I started following Street Art out of personal interest. In my youth years most of my friends used to cover their faces to evade CCTV cameras and jumped on walls to paint on a train, knowing they would only see their artwork in the light of day once – as the train ran by the next morning – before it was erased.
This is what always fascinated me: the fact that it’s an ephemeral kind of art, born out of poor materials and indissolubly bound to the action that originates it. It is also the only recognised artistic movement that is completely illegal and therefore destined to disappear. The original idea of the film came after a chance meeting with Walid, the body-building Palestinian taxi driver who was my very first encounter once I passed the Bethlehem check point. Walid was part of a group of people who stole a whole house wall with a Banksy painted on it and proceeded to sell it on Ebay.
This accidental meeting introduced me to a theme that soon after would develop, with varying and fascinating implications, throughout the rest of the world. As I began my research, I realised how that same issue can be interpreted in very different ways, and how its ethical justifications and explanations can vary drastically from country to country, depending on cultural and economic priorities.

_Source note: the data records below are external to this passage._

// Integration tests for error recovery and diagnostics

use c51front::ast::AstNode;
use c51front::{ErrorKind, Parser};

fn parse_with_errors(source: &str) -> (c51front::Program, Vec<c51front::Diagnostic>) {
    let mut parser = Parser::from_source(source).expect("lexing failed");
    let program = parser.parse_program().expect("parsing failed");
    (program, parser.diagnostics().to_vec())
}

#[test]
fn test_recovers_after_bad_statement() {
    let source = "x = ;\ny = 2;\n";
    let (program, diagnostics) = parse_with_errors(source);

    assert_eq!(program.nodes.len(), 2);
    assert!(program.nodes[0].is_error());
    assert!(matches!(&program.nodes[1], AstNode::Assignment { .. }));

    assert_eq!(diagnostics.len(), 1);
    assert_eq!(diagnostics[0].kind, ErrorKind::UnexpectedToken);
    assert_eq!(diagnostics[0].line, 1);
    assert!(diagnostics[0].message.starts_with("Unexpected token:"));
}

#[test]
fn test_error_node_keeps_line() {
    let source = "int a;\nint b = = 1;\nint c;\n";
    let (program, diagnostics) = parse_with_errors(source);

    assert_eq!(program.nodes.len(), 3);
    let AstNode::Error { line, .. } = &program.nodes[1] else {
        panic!("Expected error node for the malformed declaration");
    };
    assert_eq!(*line, 2);
    assert_eq!(diagnostics.len(), 1);

    // Surrounding declarations are untouched.
    assert!(matches!(&program.nodes[0], AstNode::TypeDecl { .. }));
    assert!(matches!(&program.nodes[2], AstNode::TypeDecl { .. }));
}

#[test]
fn test_recovery_inside_block() {
    let source = r#"
        void main(void) {
            a = 1;
            b = ;
            c = 3;
        }
    "#;
    let (program, diagnostics) = parse_with_errors(source);

    assert_eq!(diagnostics.len(), 1);
    let AstNode::FunctionDecl { body: Some(body), .. } = &program.nodes[0] else {
        panic!("Expected function");
    };
    let AstNode::Block { statements, .. } = body.as_ref() else {
        panic!("Expected block");
    };
    assert_eq!(statements.len(), 3);
    assert!(statements[1].is_error());
    assert!(matches!(&statements[2], AstNode::Assignment { .. }));
}

#[test]
fn test_sync_stops_before_closing_brace() {
    // The error swallows the rest of the statement but not the brace,
    // so the enclosing block still closes cleanly.
    let source = "void main(void) { x = + }\nint after;\n";
    let (program, diagnostics) = parse_with_errors(source);

    assert_eq!(diagnostics.len(), 1);
    assert_eq!(program.nodes.len(), 2);
    assert!(matches!(&program.nodes[1], AstNode::TypeDecl { .. }));
}

#[test]
fn test_unterminated_block_diagnostic() {
    let source = "void main(void) {\n    x = 1;\n";
    let (program, diagnostics) = parse_with_errors(source);

    assert!(program.nodes[0].is_error());
    assert!(diagnostics
        .iter()
        .any(|d| d.kind == ErrorKind::UnterminatedBlock));
}

#[test]
fn test_invalid_sfr_address() {
    let source = "sfr P1 = 90;\nsfr P2 = 0xA0;\n";
    let (program, diagnostics) = parse_with_errors(source);

    assert!(program.nodes[0].is_error());
    assert_eq!(diagnostics.len(), 1);
    assert_eq!(diagnostics[0].kind, ErrorKind::InvalidLiteral);

    let AstNode::SfrDecl { address, .. } = &program.nodes[1] else {
        panic!("Expected valid sfr declaration");
    };
    assert_eq!(address, "0xA0");
}

#[test]
fn test_duplicate_default_case() {
    let source = r#"
        void main(void) {
            switch (x) {
            case 1:
                a = 1;
                break;
            default:
                a = 2;
                break;
            default:
                a = 3;
            }
        }
    "#;
    let (program, diagnostics) = parse_with_errors(source);

    assert_eq!(diagnostics.len(), 1);
    assert_eq!(diagnostics[0].kind, ErrorKind::DuplicateDefaultCase);

    let AstNode::FunctionDecl { body: Some(body), .. } = &program.nodes[0] else {
        panic!("Expected function");
    };
    let AstNode::Block { statements, .. } = body.as_ref() else {
        panic!("Expected block");
    };
    let AstNode::Switch { cases, .. } = &statements[0] else {
        panic!("Expected switch");
    };
    // The first default survives; the duplicate is folded into its body
    // behind an error node.
    let defaults: Vec<_> = cases
        .iter()
        .filter(|c| c.label == c51front::ast::CaseLabel::Default)
        .collect();
    assert_eq!(defaults.len(), 1);
    assert!(defaults[0].body.iter().any(AstNode::is_error));
}

#[test]
fn test_unexpected_end_of_input() {
    let source = "x = 1 +";
    let (program, diagnostics) = parse_with_errors(source);

    assert!(program.nodes[0].is_error());
    assert_eq!(diagnostics[0].kind, ErrorKind::EndOfStream);
    assert_eq!(diagnostics[0].message, "Unexpected token: end of input");
}

#[test]
fn test_error_limit_aborts() {
    // One malformed statement per line, more than the configured limit.
    let mut source = String::new();
    for _ in 0..6 {
        source.push_str("= ;\n");
    }
    let mut parser = Parser::from_source(&source).expect("lexing failed");
    parser = parser.with_error_limit(5);

    let failure = parser
        .parse_program()
        .expect_err("expected the parser to give up");
    assert_eq!(failure.limit, 5);
    assert!(failure.errors.len() >= 5);
}

#[test]
fn test_successful_parse_resets_error_streak() {
    // Errors interleaved with good statements never reach the limit.
    let mut source = String::new();
    for _ in 0..10 {
        source.push_str("= ;\n");
        source.push_str("ok = 1;\n");
    }
    let mut parser = Parser::from_source(&source).expect("lexing failed");
    parser = parser.with_error_limit(3);

    let program = parser.parse_program().expect("interleaved errors recovered");
    assert_eq!(program.nodes.len(), 20);
    assert_eq!(parser.diagnostics().len(), 10);
}
//! Main parser coordinator
//!
//! This module provides the [`Parser`] struct and core parsing
//! infrastructure: the token cursor, `expect` helpers, collaborator hooks,
//! and the `parse_program` entry point.
//!
//! # Parser architecture
//!
//! Parsing is recursive descent with an iterative precedence-climbing loop
//! for binary operators. Parser methods are split across multiple files
//! using `impl Parser` blocks:
//! - `expressions`: unary, binary, assignment, and primary expressions
//! - `statements`: control flow, blocks, and simple statements
//! - `declarations`: `const`, `sbit`, `sfr`, typed and function declarations
//! - `recovery`: panic-mode synchronization after syntax errors
//!
//! Every parsing routine returns `Result<AstNode, SyntaxError>`; syntax
//! errors are an expected outcome, recovered at statement boundaries into
//! [`AstNode::Error`] nodes rather than unwound through the whole pass.

use crate::ast::{AstNode, Program};
use crate::cursor::TokenCursor;
use crate::diagnostics::{Diagnostic, DiagnosticSink, ParseFailure, SyntaxError};
use crate::lexer::{LexError, Lexer};
use crate::symbols::SymbolLookup;
use crate::token::{Token, TokenKind};
use log::debug;

/// Default cap on consecutive recoveries before the pass is abandoned.
pub const DEFAULT_ERROR_LIMIT: usize = 25;

/// Recursive descent parser for the C51 dialect.
pub struct Parser {
    pub(crate) cursor: TokenCursor,
    pub(crate) diagnostics: Vec<Diagnostic>,
    pub(crate) sink: Option<Box<dyn DiagnosticSink>>,
    pub(crate) symbols: Option<Box<dyn SymbolLookup>>,
    pub(crate) error_limit: usize,
    pub(crate) consecutive_errors: usize,
}

impl Parser {
    /// Parse a token stream produced by an external lexer.
    pub fn new(tokens: Vec<Token>) -> Self {
        Self {
            cursor: TokenCursor::new(tokens),
            diagnostics: Vec::new(),
            sink: None,
            symbols: None,
            error_limit: DEFAULT_ERROR_LIMIT,
            consecutive_errors: 0,
        }
    }

    /// Tokenize `source` with the bundled lexer and parse the result.
    pub fn from_source(source: &str) -> Result<Self, LexError> {
        let tokens = Lexer::new(source).tokenize()?;
        Ok(Self::new(tokens))
    }

    /// Cap on consecutive unrecovered-progress errors before the whole pass
    /// aborts with [`ParseFailure`].
    pub fn with_error_limit(mut self, limit: usize) -> Self {
        self.error_limit = limit.max(1);
        self
    }

    /// Forward every diagnostic to an external sink in addition to the
    /// parser's own collected list.
    pub fn with_sink(mut self, sink: Box<dyn DiagnosticSink>) -> Self {
        self.sink = Some(sink);
        self
    }

    /// Consult a symbol table for identifier validity while parsing.
    pub fn with_symbols(mut self, symbols: Box<dyn SymbolLookup>) -> Self {
        self.symbols = Some(symbols);
        self
    }

    /// Parse the entire token stream into a [`Program`].
    ///
    /// Syntax errors are recovered in place and appear as
    /// [`AstNode::Error`] nodes; the only fatal outcome is exceeding the
    /// consecutive-error limit, which returns every diagnostic collected so
    /// far.
    pub fn parse_program(&mut self) -> Result<Program, ParseFailure> {
        let mut program = Program::new();

        while !self.cursor.at_end() {
            let start = self.cursor.position();
            let node = match self.parse_top_level() {
                Ok(node) => {
                    // A container that bailed out at the error limit still
                    // returns Ok; the limit state must survive it.
                    if !self.over_limit() {
                        self.consecutive_errors = 0;
                    }
                    node
                }
                Err(error) => {
                    let node = self.recover(error);
                    // A stray sync-point token (e.g. an unmatched `}`)
                    // would otherwise stall the cursor.
                    if self.cursor.position() == start {
                        self.cursor.advance();
                    }
                    node
                }
            };
            program.nodes.push(node);

            if self.over_limit() {
                return Err(ParseFailure {
                    limit: self.error_limit,
                    errors: self.diagnostics.clone(),
                });
            }
        }

        debug!(
            target: "parser",
            "parsed {} top-level nodes, {} diagnostics",
            program.nodes.len(),
            self.diagnostics.len()
        );
        Ok(program)
    }

    /// All diagnostics reported during the pass, in source order.
    pub fn diagnostics(&self) -> &[Diagnostic] {
        &self.diagnostics
    }

    /// Top-level dispatch: declarations when the leading token starts one,
    /// plain statements otherwise.
    fn parse_top_level(&mut self) -> Result<AstNode, SyntaxError> {
        if self.at_declaration_start() {
            self.parse_declaration()
        } else {
            self.parse_statement()
        }
    }

    // ===== Helper methods =====

    pub(crate) fn at_declaration_start(&self) -> bool {
        let kind = self.cursor.peek().kind;
        kind.is_type_keyword()
            || matches!(kind, TokenKind::Const | TokenKind::Sbit | TokenKind::Sfr)
    }

    /// Consume the current token if it matches `kind`.
    pub(crate) fn match_kind(&mut self, kind: TokenKind) -> bool {
        if self.cursor.check(kind) {
            self.cursor.advance();
            true
        } else {
            false
        }
    }

    /// Consume and return the current token if it matches `kind`; otherwise
    /// report what the grammar required.
    pub(crate) fn expect(&mut self, kind: TokenKind, what: &str) -> Result<Token, SyntaxError> {
        if self.cursor.check(kind) {
            Ok(self.cursor.advance())
        } else {
            Err(SyntaxError::expected(what, self.cursor.peek()))
        }
    }

    pub(crate) fn expect_semicolon(&mut self, ctx: &str) -> Result<Token, SyntaxError> {
        self.expect(TokenKind::Semicolon, &format!("';' {ctx}"))
    }

    pub(crate) fn expect_lparen(&mut self, ctx: &str) -> Result<Token, SyntaxError> {
        self.expect(TokenKind::LParen, &format!("'(' {ctx}"))
    }

    pub(crate) fn expect_rparen(&mut self, ctx: &str) -> Result<Token, SyntaxError> {
        self.expect(TokenKind::RParen, &format!("')' {ctx}"))
    }

    pub(crate) fn expect_identifier(&mut self, ctx: &str) -> Result<Token, SyntaxError> {
        self.expect(TokenKind::Ident, &format!("identifier {ctx}"))
    }

    /// Consume a literal token (number, hex number, or char literal).
    pub(crate) fn expect_literal(&mut self, ctx: &str) -> Result<Token, SyntaxError> {
        if self.cursor.peek().kind.is_literal() {
            Ok(self.cursor.advance())
        } else {
            Err(SyntaxError::expected(
                &format!("literal {ctx}"),
                self.cursor.peek(),
            ))
        }
    }

    pub(crate) fn over_limit(&self) -> bool {
        self.consecutive_errors >= self.error_limit
    }
}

What I found most interesting is the way the art establishment tries to desperately fit street art within its categories (thus making it portable, and sellable, even if it’s on four tons of concrete). As I went through the footage I gathered, sometimes I could almost feel the wheels of the mainstream grinding to a halt. Trying, and failing, to metabolise something completely foreign. Completely new. The film tackles themes of copyright (Does the artwork belong to the artist or to the public? Can the traditional laws of the market apply when no street artist has, or indeed can have without facing legal prosecution, a canon?), of safeguarding the art itself (Should it be allowed to disappear, as the artist intended? Does it mean the same if removed from its chosen context?) and of what will be left of this artistic revolution once the dust settles. “The Man Who Stole Banksy” is a multi-format documentary mixing last generation HD cameras along with some inserts shot on mini-dv cameras, recorded at the time of the removal, archive photos and gfx.
The documentary also mixes traditional Middle East sounds with modern electronic music and dub, underlining the clash between different cultures.